America has its eyes on the 2020 presidential election, but a smaller — and some might say more important election — has just taken place at the College of Mount Saint Vincent.
The Sisters of Charity of New York elected Sister Donna Dodge as its 25th president, guiding the holy women into the group’s third century of service.
Founded in 1817 as an offshoot of the Sisters of Charity of Saint Joseph, the New York group has responded to the spiritual needs of their greater community — and the world — since their start. What began with one orphanage in Maryland has evolved into the opening of schools and hospitals, starting a number of social service programs, lobbying the United Nations, and even running a farm in Stanfordville.
More than 75 nuns assembled at a recent leadership meeting to not only elect new leadership, but also to discuss various needs of their convent and community.
After a five-day process that included prayer, meetings of small delegate groups and assembly members, and discussions, the president and six other leadership positions were filled through a ballot from the nominated gathering.
Joining Dodge as part of the new leadership team are Sister Dorothy Metz and Sister Dominica Rocchio as assistants to the president. Sister Sheila Brosnan, Sister Margaret Egan, Sister Margaret O’Brien and Sister Claire Regan were elected as councilors, who can serve a variety of functions such as mission representatives, institutional board members, and ministerial groups liaison.
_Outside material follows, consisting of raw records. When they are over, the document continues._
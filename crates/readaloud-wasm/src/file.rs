//! Browser `File` as an upload blob.

use std::future::Future;

use js_sys::Uint8Array;
use wasm_bindgen_futures::JsFuture;
use web_sys::File;

use readaloud_core::pdf::FileBlob;

/// A file picked or dropped in the browser.
pub struct BrowserFile {
    file: File,
    name: String,
    media_type: String,
    size: u64,
}

impl BrowserFile {
    pub fn new(file: File) -> Self {
        Self {
            name: file.name(),
            media_type: file.type_(),
            size: file.size() as u64,
            file,
        }
    }
}

impl FileBlob for BrowserFile {
    fn name(&self) -> &str {
        &self.name
    }

    fn media_type(&self) -> &str {
        &self.media_type
    }

    fn size(&self) -> u64 {
        self.size
    }

    fn read_bytes(&self) -> impl Future<Output = std::io::Result<Vec<u8>>> {
        let promise = self.file.array_buffer();
        async move {
            let buffer = JsFuture::from(promise)
                .await
                .map_err(|e| std::io::Error::other(format!("{:?}", e)))?;
            Ok(Uint8Array::new(&buffer).to_vec())
        }
    }
}
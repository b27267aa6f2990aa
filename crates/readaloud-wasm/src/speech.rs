//! Speech engine over `window.speechSynthesis`.

use std::cell::RefCell;

use futures::channel::mpsc::UnboundedSender;
use tracing::debug;
use wasm_bindgen::prelude::*;
use wasm_bindgen::JsCast;
use web_sys::{SpeechSynthesis, SpeechSynthesisUtterance};

use readaloud_core::error::SpeechError;
use readaloud_core::speech::{SpeechEngine, SpeechEvent, Utterance, UtteranceId};

/// The utterance handed to the browser, with its callbacks kept alive.
struct Live {
    id: UtteranceId,
    utterance: SpeechSynthesisUtterance,
    _on_end: Closure<dyn FnMut(JsValue)>,
    _on_error: Closure<dyn FnMut(JsValue)>,
}

impl Drop for Live {
    fn drop(&mut self) {
        // Unhook before the closures are freed so the browser never calls
        // into a dropped closure.
        self.utterance.set_onend(None);
        self.utterance.set_onerror(None);
    }
}

/// Browser speech synthesis.
///
/// `onend` / `onerror` push [`SpeechEvent`]s into a channel; they never
/// touch the reader directly.
pub struct BrowserSpeech {
    synth: Option<SpeechSynthesis>,
    events: UnboundedSender<SpeechEvent>,
    live: RefCell<Option<Live>>,
}

impl BrowserSpeech {
    pub fn new(events: UnboundedSender<SpeechEvent>) -> Self {
        let synth = web_sys::window().and_then(|window| window.speech_synthesis().ok());
        Self {
            synth,
            events,
            live: RefCell::new(None),
        }
    }

    fn synth(&self) -> Result<&SpeechSynthesis, SpeechError> {
        self.synth.as_ref().ok_or(SpeechError::NotSupported)
    }
}

fn js_error(value: JsValue) -> SpeechError {
    SpeechError::Engine(value.as_string().unwrap_or_else(|| format!("{:?}", value)))
}

impl SpeechEngine for BrowserSpeech {
    fn is_supported(&self) -> bool {
        self.synth.is_some()
    }

    fn speak(&self, utterance: &Utterance) -> Result<(), SpeechError> {
        let synth = self.synth()?;
        let id = utterance.id();

        let inner = SpeechSynthesisUtterance::new_with_text(utterance.text()).map_err(js_error)?;
        inner.set_volume(utterance.volume());

        let events = self.events.clone();
        let on_end = Closure::<dyn FnMut(JsValue)>::new(move |_event: JsValue| {
            let _ = events.unbounded_send(SpeechEvent::ended(id));
        });
        let events = self.events.clone();
        let on_error = Closure::<dyn FnMut(JsValue)>::new(move |event: JsValue| {
            let reason = js_sys::Reflect::get(&event, &JsValue::from_str("error"))
                .ok()
                .and_then(|v| v.as_string())
                .unwrap_or_else(|| "unknown".to_string());
            let _ = events.unbounded_send(SpeechEvent::failed(id, reason));
        });
        inner.set_onend(Some(on_end.as_ref().unchecked_ref()));
        inner.set_onerror(Some(on_error.as_ref().unchecked_ref()));

        synth.speak(&inner);
        debug!("Submitted utterance {}", id);

        *self.live.borrow_mut() = Some(Live {
            id,
            utterance: inner,
            _on_end: on_end,
            _on_error: on_error,
        });
        Ok(())
    }

    fn cancel(&self) -> Result<(), SpeechError> {
        self.synth()?.cancel();
        self.live.borrow_mut().take();
        Ok(())
    }

    fn pause(&self) -> Result<(), SpeechError> {
        self.synth()?.pause();
        Ok(())
    }

    fn resume(&self) -> Result<(), SpeechError> {
        self.synth()?.resume();
        Ok(())
    }

    fn set_volume(&self, utterance: UtteranceId, volume: f32) -> Result<(), SpeechError> {
        if let Some(live) = self.live.borrow().as_ref() {
            if live.id == utterance {
                live.utterance.set_volume(volume);
            }
        }
        Ok(())
    }
}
Dodge and her fellow sisters took office July 1, yet they already have a plan.
“I always want us to respond to whatever new needs may emerge because that’s part of who we are,” Dodge said. “I have a team of people, so I’m never by myself. I want to listen to other people and respond where we can and work with the laity, because the sisters in the United States are decreasing, but our work is as important — or more important — than ever.”
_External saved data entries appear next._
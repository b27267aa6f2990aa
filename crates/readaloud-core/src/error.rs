//! Error types for the readaloud-core library.

use thiserror::Error;

/// Main error type for the readaloud library.
#[derive(Error, Debug)]
pub enum ReaderError {
    /// Text extraction error.
    #[error(transparent)]
    Extract(#[from] ExtractError),

    /// Speech engine error.
    #[error(transparent)]
    Speech(#[from] SpeechError),

    /// File was refused at the upload boundary.
    #[error(transparent)]
    Upload(#[from] UploadRejection),

    /// I/O error.
    #[error("I/O error: {0}")]
    Io(#[from] std::io::Error),

    /// Configuration error.
    #[error("configuration error: {0}")]
    Config(String),

    /// A background task did not run to completion.
    #[error("task failed: {0}")]
    Task(String),
}

/// Errors raised by the PDF parsing engine itself.
#[derive(Error, Debug)]
pub enum PdfError {
    /// Failed to open/parse the PDF file.
    #[error("failed to parse PDF: {0}")]
    Parse(String),

    /// Failed to extract text from a page.
    #[error("failed to extract text: {0}")]
    TextExtraction(String),

    /// The PDF is encrypted and cannot be processed.
    #[error("PDF is encrypted")]
    Encrypted,

    /// Invalid page number requested.
    #[error("invalid page number: {0}")]
    InvalidPage(u32),

    /// The parser panicked while handling the document.
    #[error("parser aborted: {0}")]
    Aborted(String),
}

/// Errors produced while turning an uploaded file into text.
///
/// The `Display` text of every variant is meant to be shown to the user as is.
#[derive(Error, Debug)]
pub enum ExtractError {
    /// The blob is not a usable file.
    #[error("Invalid file provided")]
    InvalidInput,

    /// The blob does not declare a PDF media type.
    #[error("File must be a PDF document")]
    NotPdf,

    /// Reading the blob into memory failed.
    #[error("Failed to read PDF file")]
    Read(#[source] std::io::Error),

    /// The document opened but exposes no usable page tree.
    #[error("Invalid PDF document structure")]
    MalformedDocument,

    /// A page produced no text items at all.
    #[error("Page {page} contains no readable text")]
    EmptyPage { page: u32 },

    /// Any other failure while reading one page.
    #[error("Failed to extract text from page {page}")]
    Page {
        page: u32,
        #[source]
        source: PdfError,
    },

    /// All pages together produced nothing but whitespace.
    #[error("No readable text found in the PDF")]
    NoText,

    /// Catch-all for engine failures outside a specific page.
    #[error("Failed to process PDF file")]
    Processing(#[source] PdfError),
}

/// Failure category of an [`ExtractError`].
#[derive(Debug, Clone, Copy, PartialEq, Eq)]
pub enum ExtractErrorKind {
    InvalidInput,
    Read,
    MalformedDocument,
    /// Carries the 1-based page number.
    PageExtraction(u32),
    NoText,
    Processing,
}

impl ExtractError {
    /// Get the failure category.
    pub fn kind(&self) -> ExtractErrorKind {
        match self {
            Self::InvalidInput | Self::NotPdf => ExtractErrorKind::InvalidInput,
            Self::Read(_) => ExtractErrorKind::Read,
            Self::MalformedDocument => ExtractErrorKind::MalformedDocument,
            Self::EmptyPage { page } | Self::Page { page, .. } => {
                ExtractErrorKind::PageExtraction(*page)
            }
            Self::NoText => ExtractErrorKind::NoText,
            Self::Processing(_) => ExtractErrorKind::Processing,
        }
    }
}

/// Errors related to the speech engine.
#[derive(Error, Debug)]
pub enum SpeechError {
    /// No speech engine is available on this platform.
    #[error("Speech synthesis is not supported on this platform")]
    NotSupported,

    /// The engine refused or failed an operation.
    #[error("speech engine error: {0}")]
    Engine(String),
}

/// Reasons a file is refused at the upload boundary.
///
/// These are shown to the user as a blocking notification rather than
/// through the error banner.
#[derive(Error, Debug, Clone, PartialEq, Eq)]
pub enum UploadRejection {
    /// The file exceeds the size ceiling.
    #[error("File is too large. Please upload a PDF smaller than {limit_mb}MB.")]
    TooLarge { size: u64, limit_mb: u64 },

    /// The file does not have a PDF media type.
    #[error("Please upload a valid PDF file.")]
    WrongType { media_type: String },

    /// More than one file was dropped at once.
    #[error("Please upload a single PDF file.")]
    TooManyFiles { count: usize },
}

/// Result type for the readaloud library.
pub type Result<T> = std::result::Result<T, ReaderError>;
One such ministry that is moving under the purview of lay people is Life Experience and Faith Sharing Associates, or LEFSA. It’s a program that started with two sisters visiting a homeless shelter and forming a prayer group. LEFSA has since expanded to the point where homeless, or formerly homeless, people lead the prayers.
“They themselves were homeless,” Dodge said, “so it’s more credible than if someone was coming from a mansion.”
LEFSA shows how much of their work can be passed on to those who may not have fully dedicated their lives to their faith, but who still wish to serve in other ways.
Lay people “are very successfully taking over the institutions that we have been in,” Dodge said, “so we want to continue that and work with others to make sure that no matter if we’re here or not, the mission continues and people’s needs are met.”
With their convent nestled within the campus of The Mount, the sisters have found the students there becoming involved in missions of peace, ecology and social justice. They also co-sponsor Seton Scholars, a small group of students who receive a scholarship, earning them a chance to serve alongside the sisters in several of their ministries.
The students are “very attentive to the sisters and want to learn what we’re doing,” Dodge said, adding with a chuckle, “we do a lot of good stuff.”